Francisco Maia & Associados
   

Gargalos da construção

Publicado em 12 de janeiro de 2014 - Advogado/Engenheiro Francisco Maia Neto

No final do ano de 2013 a CBiC – Câmara Brasileira da Indústria da Construção levou ao Ministério da Fazenda a proposta de uma agenda de desburocratização do setor, cuja fundamentação foi um estudo elaborado por consultoria internacional sobre custos indiretos incidentes sobre a cadeia produtiva da construção, que impactam diretamente no preço final do metro quadrado, dificultando o acesso da população à moradia própria, especialmente nos últimos anos, quando o aumento no ritmo dessa atividade também resultou em custos mais elevados, acompanhando a forte demanda registrada no país.

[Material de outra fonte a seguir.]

use std::{sync::Arc, time::Duration};

use escrow_engine::{
    db_types::Cents,
    traits::{PaymentIntent, PaymentIntentStatus, PaymentMetadata, PaymentProcessor, PaymentProcessorError},
};
use log::*;
use reqwest::{
    header::{HeaderMap, HeaderValue, AUTHORIZATION},
    Client,
    RequestBuilder,
};
use serde::{de::DeserializeOwned, Deserialize};

use crate::{config::StripeConfig, errors::ServerError};

const REQUEST_TIMEOUT: Duration = Duration::from_secs(20);

/// A [`PaymentProcessor`] backed by the Stripe payment intents REST API (or anything that speaks it, such as
/// `stripe-mock`).
#[derive(Clone)]
pub struct StripeProcessor {
    api_url: String,
    client: Arc<Client>,
}

#[derive(Debug, Clone, Deserialize)]
struct IntentResponse {
    id: String,
    #[serde(default)]
    client_secret: Option<String>,
    status: String,
}

#[derive(Debug, Clone, Deserialize)]
struct ErrorBody {
    error: ErrorDetail,
}

#[derive(Debug, Clone, Deserialize)]
struct ErrorDetail {
    #[serde(default)]
    message: Option<String>,
    #[serde(default)]
    code: Option<String>,
}

impl StripeProcessor {
    pub fn new(config: &StripeConfig) -> Result<Self, ServerError> {
        let mut headers = HeaderMap::with_capacity(1);
        let mut auth = HeaderValue::from_str(&format!("Bearer {}", config.api_key.reveal()))
            .map_err(|e| ServerError::InitializeError(format!("Invalid payment processor key. {e}")))?;
        auth.set_sensitive(true);
        headers.insert(AUTHORIZATION, auth);
        let client = Client::builder()
            .default_headers(headers)
            .timeout(REQUEST_TIMEOUT)
            .build()
            .map_err(|e| ServerError::InitializeError(e.to_string()))?;
        Ok(Self { api_url: config.api_url.clone(), client: Arc::new(client) })
    }

    fn url(&self, path: &str) -> String {
        format!("{}/v1/{path}", self.api_url)
    }

    async fn send<T: DeserializeOwned>(&self, req: RequestBuilder) -> Result<T, PaymentProcessorError> {
        let response = req.send().await.map_err(|e| PaymentProcessorError::Unavailable(e.to_string()))?;
        let status = response.status();
        if status.is_success() {
            trace!("💳️ Payment processor replied {status}");
            return response.json::<T>().await.map_err(|e| PaymentProcessorError::InvalidResponse(e.to_string()));
        }
        let body = response.text().await.map_err(|e| PaymentProcessorError::Unavailable(e.to_string()))?;
        let message = error_message(&body);
        if status.is_server_error() || status.as_u16() == 429 {
            warn!("💳️ Payment processor is unavailable ({status}). {message}");
            Err(PaymentProcessorError::Unavailable(format!("{status}. {message}")))
        } else {
            warn!("💳️ Payment processor rejected the request ({status}). {message}");
            Err(PaymentProcessorError::Rejected { status: status.as_u16(), message })
        }
    }
}

impl PaymentProcessor for StripeProcessor {
    async fn create_payment_intent(
        &self,
        amount: Cents,
        currency: &str,
        metadata: &PaymentMetadata,
    ) -> Result<PaymentIntent, PaymentProcessorError> {
        debug!("💳️ Creating a payment intent of {amount} {currency} for {}", metadata.transaction_id);
        let form = intent_form(amount, currency, metadata);
        let req = self.client.post(self.url("payment_intents")).form(&form);
        let intent = self.send::<IntentResponse>(req).await?;
        let client_secret = intent.client_secret.ok_or_else(|| {
            PaymentProcessorError::InvalidResponse(format!("Payment intent {} has no client secret", intent.id))
        })?;
        info!("💳️ Payment intent {} created ({})", intent.id, intent.status);
        Ok(PaymentIntent { intent_id: intent.id, client_secret })
    }

    async fn payment_intent_status(&self, intent_id: &str) -> Result<PaymentIntentStatus, PaymentProcessorError> {
        let req = self.client.get(self.url(&format!("payment_intents/{intent_id}")));
        let intent = self.send::<IntentResponse>(req).await?;
        if intent.id != intent_id {
            return Err(PaymentProcessorError::InvalidResponse(format!(
                "Asked for payment intent {intent_id} but got {}",
                intent.id
            )));
        }
        debug!("💳️ Payment intent {intent_id} is {}", intent.status);
        Ok(PaymentIntentStatus::from(intent.status.as_str()))
    }
}

fn intent_form(amount: Cents, currency: &str, metadata: &PaymentMetadata) -> Vec<(String, String)> {
    let mut form = vec![
        ("amount".to_string(), amount.value().to_string()),
        ("currency".to_string(), currency.to_string()),
        ("automatic_payment_methods[enabled]".to_string(), "true".to_string()),
    ];
    form.extend(metadata.pairs().iter().map(|(k, v)| (format!("metadata[{k}]"), v.to_string())));
    form
}

fn error_message(body: &str) -> String {
    match serde_json::from_str::<ErrorBody>(body) {
        Ok(ErrorBody { error: ErrorDetail { message: Some(m), code: Some(c) } }) => format!("{m} ({c})"),
        Ok(ErrorBody { error: ErrorDetail { message: Some(m), .. } }) => m,
        _ => body.chars().take(200).collect(),
    }
}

A pesquisa que orientou o trabalho elaborado para a CBiC foi executada com empreendedores do setor em diferentes regiões e com empresas de diversos portes, onde cada uma delas apontou os principais entraves encontrados em casos concretos, que foram divididos em oito etapas da construção, desde a compra do terreno até o repasse do imóvel, sendo analisados ao final dezesseis gargalos representativos desse impacto no setor.

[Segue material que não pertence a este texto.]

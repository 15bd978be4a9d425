//! Request handler definitions
//!
//! Define each route and its handler here. Handlers only translate between HTTP and the settlement APIs; any rule about
//! money, state or time belongs in `escrow_engine`.
//!
//! | Method | Path                                    | Handler                  |
//! |--------|-----------------------------------------|--------------------------|
//! | GET    | `/health`                               | [`health`]               |
//! | GET    | `/fees?price=`                          | [`fee_quote`]            |
//! | POST   | `/listings`                             | [`create_listing`]       |
//! | GET    | `/listings/{id}`                        | [`get_listing`]          |
//! | DELETE | `/listings/{id}`                        | [`remove_listing`]       |
//! | POST   | `/listings/{id}/auction`                | [`start_auction`]        |
//! | GET    | `/listings/{id}/auction`                | [`auction_status`]       |
//! | DELETE | `/listings/{id}/auction`                | [`cancel_auction`]       |
//! | POST   | `/listings/{id}/bids`                   | [`place_bid`]            |
//! | GET    | `/listings/{id}/bids`                   | [`listing_bids`]         |
//! | POST   | `/listings/{id}/purchase`               | [`purchase`]             |
//! | GET    | `/transactions/{id}`                    | [`get_transaction`]      |
//! | GET    | `/transactions/{id}/history`            | [`transaction_history`]  |
//! | POST   | `/transactions/{id}/confirm_payment`    | [`confirm_payment`]      |
//! | POST   | `/transactions/{id}/location`           | [`report_location`]      |
//! | POST   | `/transactions/{id}/verify_proximity`   | [`verify_proximity`]     |
//! | POST   | `/transactions/{id}/confirm_completion` | [`confirm_completion`]   |
//! | POST   | `/transactions/{id}/complete`           | [`complete_transaction`] |
//! | POST   | `/transactions/{id}/disputes`           | [`open_dispute`]         |
//! | GET    | `/disputes/{id}`                        | [`get_dispute`]          |
//! | GET    | `/disputes/{id}/messages`               | [`dispute_messages`]     |
//! | POST   | `/disputes/{id}/messages`               | [`post_dispute_message`] |
//! | POST   | `/disputes/{id}/review`                 | [`review_dispute`]       |
//! | POST   | `/disputes/{id}/escalate`               | [`escalate_dispute`]     |
//! | POST   | `/disputes/{id}/resolve`                | [`resolve_dispute`]      |
//! | POST   | `/disputes/{id}/close`                  | [`close_dispute`]        |
//!
//! Every handler does its work in async database calls, so none of them block the worker thread.
use actix_web::{get, web, HttpResponse, Responder};
use chrono::Duration;
use escrow_engine::{
    db_types::{Dispute, DisputeId, ListingId, TransactionId},
    helpers::{GeoPoint, LocationSample},
    AuctionTimerApi,
    AuctionTimerStore,
    DisputeApi,
    DisputeManagement,
    MarketplaceApi,
    MarketplaceDatabase,
    PaymentProcessor,
    SettlementConfig,
    SettlementDatabase,
    SettlementError,
    TransactionFlowApi,
};
use log::*;

use crate::{
    data_objects::{
        AuctionStatus,
        BidRequest,
        CreatedTransactionView,
        DisputeMessageRequest,
        FeeQuery,
        FeeQuote,
        JsonResponse,
        LocationReport,
        NewListingRequest,
        OpenDisputeRequest,
        PartyRequest,
        ProximityView,
        PurchaseRequest,
        ResolveDisputeRequest,
        ResolvedDispute,
        ReviewRequest,
        StartAuctionRequest,
        TransactionView,
    },
    errors::ServerError,
};

/// Everything the routes need from a storage backend. `SqliteDatabase` is one.
pub trait EscrowBackend: SettlementDatabase + DisputeManagement + MarketplaceDatabase + AuctionTimerStore {}

impl<T> EscrowBackend for T where T: SettlementDatabase + DisputeManagement + MarketplaceDatabase + AuctionTimerStore {}

// Web-actix cannot handle generics in handlers, so it's implemented manually using the `route!` macro.
// `route!(name => Method "/path" impl BoundA, BoundB)` creates a `NameRoute<TBoundA, TBoundB>` service factory that
// registers the handler `name::<TBoundA, TBoundB>`.
#[macro_export]
macro_rules! route {
    ($name:ident => $method:ident $path:literal impl $($bounds:ty),+) => {
        paste::paste! { pub struct [<$name:camel Route>]< $( [< T $bounds:camel> ],)+ >( $( core::marker::PhantomData<fn() -> [< T $bounds:camel> ] >,)+ );}
        paste::paste! { impl< $( [< T $bounds:camel> ],)+ > [<$name:camel Route>]< $( [< T $bounds:camel> ],)+ > {
            #[allow(clippy::new_without_default)]
            pub fn new() -> Self {
                Self($( core::marker::PhantomData::<fn() -> [< T $bounds:camel> ] >,)+)
            }
        }}
        paste::paste! { impl<$( [< T $bounds:camel >] , )+> actix_web::dev::HttpServiceFactory for [<$name:camel Route>]<$([<T $bounds:camel>],)+>
        where
            $([<T $bounds:camel>]: $bounds + 'static,)+
        {
            fn register(self, config: &mut actix_web::dev::AppService) {
                let res = actix_web::Resource::new($path)
                    .name(stringify!($name))
                    .guard(actix_web::guard::$method())
                    .to($name::< $( [< T $bounds:camel >], )+>);
                actix_web::dev::HttpServiceFactory::register(res, config);
            }
        }}
    };
}

// ----------------------------------------------   Health  ----------------------------------------------------
#[get("/health")]
pub async fn health() -> impl Responder {
    trace!("💻️ Received health check request");
    HttpResponse::Ok().body("👍️\n")
}

// ----------------------------------------------   Fees  ------------------------------------------------------
/// Quotes the escrow fee for an item price (in cents) under the current fee schedule.
#[get("/fees")]
pub async fn fee_quote(
    query: web::Query<FeeQuery>,
    config: web::Data<SettlementConfig>,
) -> Result<HttpResponse, ServerError> {
    let price = query.into_inner().price;
    trace!("💻️ Fee quote requested for {price}");
    let fees = config.fees.calculate(price).map_err(SettlementError::from)?;
    Ok(HttpResponse::Ok().json(FeeQuote::new(price, fees, &config.currency)))
}

// ----------------------------------------------   Listings  --------------------------------------------------
route!(create_listing => Post "/listings" impl EscrowBackend, PaymentProcessor);
pub async fn create_listing<B: EscrowBackend, P: PaymentProcessor>(
    body: web::Json<NewListingRequest>,
    api: web::Data<MarketplaceApi<B, P>>,
) -> Result<HttpResponse, ServerError> {
    let listing = api.create_listing(body.into_inner().into()).await?;
    debug!("💻️ Listing {} created by {}", listing.id, listing.seller_id);
    Ok(HttpResponse::Created().json(listing))
}

route!(get_listing => Get "/listings/{id}" impl EscrowBackend, PaymentProcessor);
pub async fn get_listing<B: EscrowBackend, P: PaymentProcessor>(
    path: web::Path<String>,
    api: web::Data<MarketplaceApi<B, P>>,
) -> Result<HttpResponse, ServerError> {
    let id = ListingId::from(path.into_inner());
    let listing = api.listing(&id).await?;
    Ok(HttpResponse::Ok().json(listing))
}

route!(remove_listing => Delete "/listings/{id}" impl EscrowBackend, PaymentProcessor);
pub async fn remove_listing<B: EscrowBackend, P: PaymentProcessor>(
    path: web::Path<String>,
    api: web::Data<MarketplaceApi<B, P>>,
) -> Result<HttpResponse, ServerError> {
    let id = ListingId::from(path.into_inner());
    let listing = api.remove_listing(&id).await?;
    Ok(HttpResponse::Ok().json(listing))
}

route!(place_bid => Post "/listings/{id}/bids" impl EscrowBackend, PaymentProcessor);
pub async fn place_bid<B: EscrowBackend, P: PaymentProcessor>(
    path: web::Path<String>,
    body: web::Json<BidRequest>,
    api: web::Data<MarketplaceApi<B, P>>,
) -> Result<HttpResponse, ServerError> {
    let id = ListingId::from(path.into_inner());
    let BidRequest { bidder_id, amount } = body.into_inner();
    let bid = api.place_bid(&id, &bidder_id, amount).await?;
    Ok(HttpResponse::Created().json(bid))
}

route!(listing_bids => Get "/listings/{id}/bids" impl EscrowBackend, PaymentProcessor);
pub async fn listing_bids<B: EscrowBackend, P: PaymentProcessor>(
    path: web::Path<String>,
    api: web::Data<MarketplaceApi<B, P>>,
) -> Result<HttpResponse, ServerError> {
    let id = ListingId::from(path.into_inner());
    let bids = api.bids(&id).await?;
    Ok(HttpResponse::Ok().json(bids))
}

route!(purchase => Post "/listings/{id}/purchase" impl EscrowBackend, PaymentProcessor);
/// Buy-now at the list price. The response carries the payment client secret, which is not available anywhere else.
pub async fn purchase<B: EscrowBackend, P: PaymentProcessor>(
    path: web::Path<String>,
    body: web::Json<PurchaseRequest>,
    api: web::Data<MarketplaceApi<B, P>>,
) -> Result<HttpResponse, ServerError> {
    let id = ListingId::from(path.into_inner());
    let created = api.purchase(&id, &body.buyer_id).await?;
    info!("💻️ {} bought listing {id} in transaction {}", body.buyer_id, created.transaction.id);
    Ok(HttpResponse::Created().json(CreatedTransactionView::from(created)))
}

// ----------------------------------------------   Auctions  --------------------------------------------------
route!(start_auction => Post "/listings/{id}/auction" impl EscrowBackend);
pub async fn start_auction<B: EscrowBackend>(
    path: web::Path<String>,
    body: web::Json<StartAuctionRequest>,
    api: web::Data<AuctionTimerApi<B>>,
) -> Result<HttpResponse, ServerError> {
    let id = ListingId::from(path.into_inner());
    let duration = Duration::try_seconds(body.duration_secs)
        .ok_or_else(|| SettlementError::validation("duration_secs", "is out of range"))?;
    let timer = api.start_timer(&id, duration).await?;
    Ok(HttpResponse::Created().json(timer))
}

route!(auction_status => Get "/listings/{id}/auction" impl EscrowBackend);
pub async fn auction_status<B: EscrowBackend>(
    path: web::Path<String>,
    api: web::Data<AuctionTimerApi<B>>,
) -> Result<HttpResponse, ServerError> {
    let listing_id = ListingId::from(path.into_inner());
    let timer = api.timer(&listing_id).await?;
    let active = api.is_active(&listing_id).await;
    let time_left_secs = api.time_left(&listing_id).await.num_seconds();
    Ok(HttpResponse::Ok().json(AuctionStatus { listing_id, active, time_left_secs, timer }))
}

route!(cancel_auction => Delete "/listings/{id}/auction" impl EscrowBackend);
pub async fn cancel_auction<B: EscrowBackend>(
    path: web::Path<String>,
    api: web::Data<AuctionTimerApi<B>>,
) -> Result<HttpResponse, ServerError> {
    let id = ListingId::from(path.into_inner());
    let response = if api.cancel_timer(&id).await? {
        JsonResponse::success(format!("The auction for {id} was cancelled."))
    } else {
        JsonResponse::failure(format!("There is no running auction for {id}."))
    };
    Ok(HttpResponse::Ok().json(response))
}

A conclusão mostra que o custo da construção civil poderia ser significativamente reduzido com a eliminação de entraves nas áreas tributárias e jurídicas, ampliação das modalidades de crédito e maior oferta de terrenos passíveis de receberem empreendimentos, que fazem com que uma obra habitacional atrase em média dezessete meses, chegando a cinquenta e sete meses de construção, o que poderia ser reduzido para quarenta meses, caso não existissem esses gargalos.

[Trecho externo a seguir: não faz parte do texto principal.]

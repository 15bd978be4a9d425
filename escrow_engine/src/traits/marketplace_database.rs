use chrono::{DateTime, Utc};

use crate::{
    db_types::{Bid, Listing, ListingId, ListingStatus, NewListing},
    traits::{NewBid, SettlementError},
};

/// Storage for listings and the append-only bid log.
#[allow(async_fn_in_trait)]
pub trait MarketplaceDatabase: Clone {
    async fn insert_listing(
        &self,
        id: ListingId,
        listing: NewListing,
        created_at: DateTime<Utc>,
    ) -> Result<Listing, SettlementError>;

    async fn fetch_listing(&self, id: &ListingId) -> Result<Option<Listing>, SettlementError>;

    /// Conditional status change. Fails with [`SettlementError::ListingNotActive`] if the listing is not in `from`.
    async fn update_listing_status(
        &self,
        id: &ListingId,
        from: ListingStatus,
        to: ListingStatus,
        updated_at: DateTime<Utc>,
    ) -> Result<Listing, SettlementError>;

    /// Appends a bid if, at the moment of insertion, it is at least the listing price and strictly above the current
    /// highest bid. Otherwise fails with [`SettlementError::BidTooLow`].
    async fn insert_bid(&self, bid: NewBid) -> Result<Bid, SettlementError>;

    /// All bids for the listing, oldest first.
    async fn fetch_bids(&self, listing_id: &ListingId) -> Result<Vec<Bid>, SettlementError>;

    async fn fetch_highest_bid(&self, listing_id: &ListingId) -> Result<Option<Bid>, SettlementError>;

    /// Active listings whose latest auction timer expired with bids on the table, oldest listing first.
    async fn fetch_unsettled_auctions(&self) -> Result<Vec<ListingId>, SettlementError>;
}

No que toca aos custos, o estudo identificou que os obstáculos enfrentados pelos empresários faz com que o custo aumente em média 9,00%, mas existem casos em que o ônus atingiu 24,00%, ou seja, um quarto do valor da obra foi destinado ao pagamento do excesso de burocracia, que se aliada aos atrasos resulta na falta de segurança jurídica, uma ameaça ao setor.

Os problemas identificados no estudo iniciam-se pela compra do terreno, onde foram identificadas mudanças no plano diretor e no zoneamento, passando pela aprovação do projeto, onde foi constatada a falta de integração entre os diversos órgãos responsáveis, no que se refere à homogeneidade na interpretação das leis, além de exigências das concessionárias de serviços públicos de água, esgoto e energia que oneram o custo.

A demora na aprovação e contratação do financiamento com o comprador pode levar à perda da capacidade de compra, enquanto o processo de licenciamento esbarra na escassez de uma equipe técnica, bem como as contrapartidas exigidas não possuem critérios claros, muitas vezes indo além do entorno da obra, e o registro da incorporação imobiliária esbarra em cartórios sem padronização nos procedimentos, que são pouco informatizados e com equipe e estrutura insuficiente para atender à demanda.

Durante a obra foi constatada a carência de mão de obra qualificada e atuação do Ministério do Trabalho sobre as subempreiteiras contratadas, e ao final a demora dos bancos em providenciar o repasse dos valores de financiamento ao comprador, aliada a dificuldades no processo de desligamento, associadas à vistoria e emissão do Habite-se.

Tudo isso nos diferencia de outros países, onde existem incentivos fiscais à compra de imóveis, o que já ocorreu no Brasil, abolidos em favor do controle do déficit público, entretanto, medidas pontuais e possíveis de ser aplicadas pelas autoridades poderiam cortar esses custos burocráticos, reduzindo assim o valor final dos imóveis.